## Collected data
// file: src/qemu/disk.rs
// version: 1.0.0
// guid: 5f6c14f2-80e9-44b0-ad89-cdc1c3236b81

//! FAT32 boot image synthesis with dd and mtools

use super::scratch::ScratchLayout;
use crate::runner::{CommandRunner, CommandSpec};
use crate::Result;
use std::path::PathBuf;
use tracing::debug;

/// How the EFI application reaches the guest
#[derive(Debug, Clone, PartialEq, Eq)]
pub enum BootDisk {
    /// Raw FAT32 image attached as a virtio block device
    Image(PathBuf),
    /// Directory exposed through qemu's vvfat driver
    Directory(PathBuf),
}

/// Commands that build a FAT32 image of `size_mb` MiB holding the EFI
/// binary and startup script
///
/// Geometry is 64 heads by 32 sectors, so one track is exactly 1 MiB.
pub fn fat_image_commands(layout: &ScratchLayout, size_mb: u32) -> (PathBuf, Vec<CommandSpec>) {
    let image = layout.dir.join("disk.img");
    let image_arg = image.to_string_lossy().into_owned();

    let commands = vec![
        CommandSpec::new("dd")
            .arg("if=/dev/zero")
            .arg(format!("of={}", image_arg))
            .arg("bs=1M")
            .arg(format!("count={}", size_mb))
            .arg("status=none"),
        CommandSpec::new("mformat")
            .args(["-i", image_arg.as_str(), "-F"])
            .args(["-h", "64", "-s", "32"])
            .arg("-t")
            .arg(size_mb.to_string())
            .arg("::"),
        CommandSpec::new("mcopy")
            .args(["-i", image_arg.as_str()])
            .path_arg(&layout.efi)
            .path_arg(&layout.startup)
            .arg("::/"),
    ];

    (image, commands)
}

/// Build the FAT32 boot image
pub async fn create_fat_image<R>(runner: &R, layout: &ScratchLayout, size_mb: u32) -> Result<BootDisk>
where
    R: CommandRunner + ?Sized,
{
    let (image, commands) = fat_image_commands(layout, size_mb);

    for command in &commands {
        runner.run(command).await?;
    }

    debug!("Created {} MiB FAT32 boot image: {}", size_mb, image.display());
    Ok(BootDisk::Image(image))
}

## Problem requirements
Show every line of the records above that contains the word "qemu".

## Answer box
// file: src/qemu/disk.rs
    /// Directory exposed through qemu's vvfat driver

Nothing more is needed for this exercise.